Criar um ponto intrigante nas imagens de registro era nossa intenção, entender as fotos de registro com um certo estranhamento, de ter uma testemunha que interfere na leitura visual desses lugares desconhecidos ou pouco frequentados. Um cardeal nas fotos torna intrigantes imagens que seriam banais.
Mas não é somente na postura frente aos percursos de uma viagem que gostaríamos de interferir levando um "amigo imaginário" para interagir, era também e, principalmente, na nossa postura ao apreciar as obras de arte. Apreciar a arte contemporânea é muitas vezes difícil. Muitos trabalhos não fazem sentido, ou melhor, não chegam a gerar uma empatia, ou uma atitude reflexiva. Muitos geram mesmo é um vazio. Assim, muito mais que uma vontade de pensar sobre a arte atual, os recursos e a crise da Bienal, o andar vazio faz pensar sobre o NADA. Ao intervir no espaço vazio, inserindo nossa testemunha de percurso, o NADA deixou de ser nada e passou a ter uma intenção: como interagir com esse nada, com isso que observo e perante o qual me posiciono. A reflexão nos pareceu bem mais interessante e produtiva: passar a refletir sobre a proposta da exposição a partir de como queríamos registrá-la.
Essa mudança de postura de observador para agente fez com que mudássemos o contato com a arte dos lugares que visitamos, passando a nao ter mais tanta importância o que os artistas queriam dizer, mas como iríamos interpretar, ou melhor, recriar o que estávamos vendo, inventando uma nova imagem.
Quanto à Bienal, achamos que ela foi pouco expressiva, poucas obras nos chamaram realmente a atenção fazendo refletir. Mas essa própria "pobreza", justificada pelo pouco quantidade de investimento, nos faz refletir sobre a crise que esse tipo de evento vive na atualidade. O grande público sente-se, na maioria das vezes, muito distante do entendimento da arte e do aproveitamento do contato com a arte contemporânea que exige um contato diferente do de um visitante em busca de lazer em tardes de domingo.
Além da Bienal, visitamos a "Paralela", exposição que acontece sempre ao mesmo tempo da Bienal e que apresenta trabalhos tão ou mais interessantes que esta. Na paralela encontramos obras que nos interessaram mais.
O que nos estimula ao ver o resultado dessa ação é o registro desse percurso pelo viés da nossa testemunha ocular, registro de como ela interagiu com os espaços por onde estivemos, de como procuramos lugares especiais pela cidade onde ela melhor se enquadraria para nossos registros - lugares dos quais sem ela não estaríamos à procura, registro de como documentamos essa imagem explorando peculiaridades das próprias obras, como seus reflexos, composição, imagem em movimento, enfim, de como a imagem do cardeal interagiu com o registro, óbvio que sem interferir nas obras ou prejudicá-las.

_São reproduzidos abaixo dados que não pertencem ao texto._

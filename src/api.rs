use crate::config::get_config;
use crate::constants::{
    CREATOR_IDENTITY, EMPTY_RESPONSE_APOLOGY, GEMINI_API_BASE, IDENTITY_TRIGGER,
    MISSING_KEY_RESPONSE, SERVICE_ERROR_RESPONSE, SYSTEM_INSTRUCTION_BASE,
};
use crate::errors::{JurisError, JurisResult};
use crate::logging::log_api_call;
use crate::models::{ApiCallLog, Language, Message, Personality};
use chrono::Utc;
use reqwest::Client;
use serde_json::{json, Value};

/// Client for the Gemini generateContent API. Stateless with respect to
/// application state: it reads its inputs and the remote service, and never
/// touches the session store.
#[derive(Debug, Clone)]
pub struct GeminiClient {
    client: Client,
    base_url: String,
    api_key: Option<String>,
    model: String,
    temperature: f32,
    max_output_tokens: u32,
}

impl GeminiClient {
    pub fn new(
        base_url: impl Into<String>,
        api_key: Option<String>,
        model: impl Into<String>,
        temperature: f32,
        max_output_tokens: u32,
    ) -> Self {
        GeminiClient {
            client: Client::new(),
            base_url: base_url.into(),
            api_key,
            model: model.into(),
            temperature,
            max_output_tokens,
        }
    }

    pub fn from_config() -> Self {
        let config = get_config();
        Self::new(
            GEMINI_API_BASE,
            config.api_key,
            config.model,
            config.temperature,
            config.max_output_tokens,
        )
    }

    /// Generates a legal response for `prompt` given the prior `history`.
    /// Always returns text: configuration and service failures are mapped to
    /// fixed user-facing strings, with the root cause logged for diagnostics.
    pub async fn generate(
        &self,
        prompt: &str,
        history: &[Message],
        personality: Personality,
        language: Language,
    ) -> String {
        // Strict identity check, before any network call
        if prompt.trim() == IDENTITY_TRIGGER {
            return CREATOR_IDENTITY.to_string();
        }

        let api_key = match self.api_key.as_deref() {
            Some(key) => key,
            None => return MISSING_KEY_RESPONSE.to_string(),
        };

        match self
            .request_completion(api_key, prompt, history, personality, language)
            .await
        {
            Ok(Some(text)) => text,
            Ok(None) => EMPTY_RESPONSE_APOLOGY.to_string(),
            Err(e) => {
                log::error!("Gemini API error: {}", e);
                SERVICE_ERROR_RESPONSE.to_string()
            }
        }
    }

    async fn request_completion(
        &self,
        api_key: &str,
        prompt: &str,
        history: &[Message],
        personality: Personality,
        language: Language,
    ) -> JurisResult<Option<String>> {
        let mut contents: Vec<Value> = history
            .iter()
            .map(|m| {
                json!({
                    "role": m.role.as_str(),
                    "parts": [{ "text": m.content }]
                })
            })
            .collect();
        contents.push(json!({
            "role": "user",
            "parts": [{ "text": prompt }]
        }));

        let payload = json!({
            "systemInstruction": {
                "parts": [{ "text": build_system_instruction(personality, language) }]
            },
            "contents": contents,
            "generationConfig": {
                "temperature": self.temperature,
                "maxOutputTokens": self.max_output_tokens
            }
        });

        let endpoint = format!(
            "{}/v1beta/models/{}:generateContent",
            self.base_url, self.model
        );
        let start_time = std::time::Instant::now();

        let response = self
            .client
            .post(&endpoint)
            .header("x-goog-api-key", api_key)
            .json(&payload)
            .send()
            .await
            .map_err(|e| JurisError::api_error(format!("Request failed: {}", e)))?;

        let status = response.status();
        log_api_call(&ApiCallLog {
            timestamp: Utc::now(),
            endpoint: endpoint.clone(),
            request_summary: "generate_legal_response".to_string(),
            response_status: status.as_u16(),
            response_time_ms: start_time.elapsed().as_millis(),
        });

        if !status.is_success() {
            let error_text = response.text().await.unwrap_or_default();
            return Err(JurisError::api_error(format!(
                "API returned error: {} - {}",
                status, error_text
            )));
        }

        let body: Value = response
            .json()
            .await
            .map_err(|e| JurisError::api_error(format!("Failed to parse API response: {}", e)))?;

        if let Some(error) = body["error"].as_object() {
            return Err(JurisError::api_error(format!(
                "{}: {}",
                error["status"].as_str().unwrap_or("unknown"),
                error["message"].as_str().unwrap_or("no message")
            )));
        }

        let text = body["candidates"][0]["content"]["parts"][0]["text"]
            .as_str()
            .map(str::trim)
            .filter(|t| !t.is_empty())
            .map(str::to_string);
        Ok(text)
    }
}

/// System instruction = base rules + personality mode + language hint.
pub fn build_system_instruction(personality: Personality, language: Language) -> String {
    format!(
        "{}\n\nMODE: {}\nLANGUAGE: {}",
        SYSTEM_INSTRUCTION_BASE,
        personality.instruction(),
        language.hint()
    )
}

#[cfg(test)]
mod tests {
    use super::*;
    use crate::constants::{DEFAULT_MAX_OUTPUT_TOKENS, DEFAULT_MODEL, DEFAULT_TEMPERATURE};
    use crate::models::Role;
    use wiremock::matchers::{header, method, path};
    use wiremock::{Mock, MockServer, ResponseTemplate};

    fn test_client(base_url: &str, api_key: Option<&str>) -> GeminiClient {
        GeminiClient::new(
            base_url,
            api_key.map(str::to_string),
            DEFAULT_MODEL,
            DEFAULT_TEMPERATURE,
            DEFAULT_MAX_OUTPUT_TOKENS,
        )
    }

    fn generate_path() -> String {
        format!("/v1beta/models/{}:generateContent", DEFAULT_MODEL)
    }

    fn candidate_body(text: &str) -> Value {
        json!({
            "candidates": [{
                "content": { "parts": [{ "text": text }], "role": "model" }
            }]
        })
    }

    #[tokio::test]
    async fn test_identity_override_skips_service() {
        let mock_server = MockServer::start().await;
        Mock::given(method("POST"))
            .respond_with(ResponseTemplate::new(200).set_body_json(candidate_body("nope")))
            .expect(0)
            .mount(&mock_server)
            .await;

        let client = test_client(&mock_server.uri(), Some("test-key"));
        let response = client
            .generate(
                "  Who created you?  ",
                &[],
                Personality::Lawyer,
                Language::English,
            )
            .await;
        assert_eq!(response, CREATOR_IDENTITY);
    }

    #[tokio::test]
    async fn test_missing_key_returns_diagnostic_without_network() {
        let mock_server = MockServer::start().await;
        Mock::given(method("POST"))
            .respond_with(ResponseTemplate::new(200).set_body_json(candidate_body("nope")))
            .expect(0)
            .mount(&mock_server)
            .await;

        let client = test_client(&mock_server.uri(), None);
        let response = client
            .generate("What is bail?", &[], Personality::Lawyer, Language::English)
            .await;
        assert_eq!(response, MISSING_KEY_RESPONSE);
    }

    #[tokio::test]
    async fn test_successful_generation_passes_text_through() {
        let mock_server = MockServer::start().await;
        Mock::given(method("POST"))
            .and(path(generate_path()))
            .and(header("x-goog-api-key", "test-key"))
            .respond_with(
                ResponseTemplate::new(200)
                    .set_body_json(candidate_body("Section 144 restricts assembly.")),
            )
            .expect(1)
            .mount(&mock_server)
            .await;

        let history = vec![Message::new(Role::User, "Earlier question")];
        let client = test_client(&mock_server.uri(), Some("test-key"));
        let response = client
            .generate(
                "What is Section 144?",
                &history,
                Personality::Lawyer,
                Language::English,
            )
            .await;
        assert_eq!(response, "Section 144 restricts assembly.");
    }

    #[tokio::test]
    async fn test_service_error_maps_to_fixed_string() {
        let mock_server = MockServer::start().await;
        Mock::given(method("POST"))
            .respond_with(ResponseTemplate::new(500).set_body_string("quota exceeded"))
            .mount(&mock_server)
            .await;

        let client = test_client(&mock_server.uri(), Some("test-key"));
        let response = client
            .generate("What is bail?", &[], Personality::Judge, Language::Bangla)
            .await;
        assert_eq!(response, SERVICE_ERROR_RESPONSE);
    }

    #[tokio::test]
    async fn test_empty_candidate_maps_to_apology() {
        let mock_server = MockServer::start().await;
        Mock::given(method("POST"))
            .respond_with(ResponseTemplate::new(200).set_body_json(json!({ "candidates": [] })))
            .mount(&mock_server)
            .await;

        let client = test_client(&mock_server.uri(), Some("test-key"));
        let response = client
            .generate("What is bail?", &[], Personality::Short, Language::English)
            .await;
        assert_eq!(response, EMPTY_RESPONSE_APOLOGY);
    }

    #[test]
    fn test_language_toggle_changes_only_language_line() {
        let english = build_system_instruction(Personality::Researcher, Language::English);
        let bangla = build_system_instruction(Personality::Researcher, Language::Bangla);

        assert!(english.contains(Personality::Researcher.instruction()));
        assert!(bangla.contains(Personality::Researcher.instruction()));
        assert!(english.ends_with(&format!("LANGUAGE: {}", Language::English.hint())));
        assert!(bangla.ends_with(&format!("LANGUAGE: {}", Language::Bangla.hint())));

        let english_without_hint = english.replace(Language::English.hint(), "");
        let bangla_without_hint = bangla.replace(Language::Bangla.hint(), "");
        assert_eq!(english_without_hint, bangla_without_hint);
    }

    #[test]
    fn test_personality_changes_only_mode_line() {
        let lawyer = build_system_instruction(Personality::Lawyer, Language::English);
        let judge = build_system_instruction(Personality::Judge, Language::English);
        assert!(lawyer.contains(&format!("MODE: {}", Personality::Lawyer.instruction())));
        assert!(judge.contains(&format!("MODE: {}", Personality::Judge.instruction())));
    }
}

Foi uma ação totalmente sem propósitos de exposição ou de divulgação. Serviu somente para enriquecer nosso contato com a viagem, com os lugares e, também, com as obras que presenciamos. Para nós, um outro tipo de olhar...
Bobagem para preencher o tempo? Mas o que é a vida senão procurar coisas que preencham nosso tempo para que ele se torne menos sem sentido?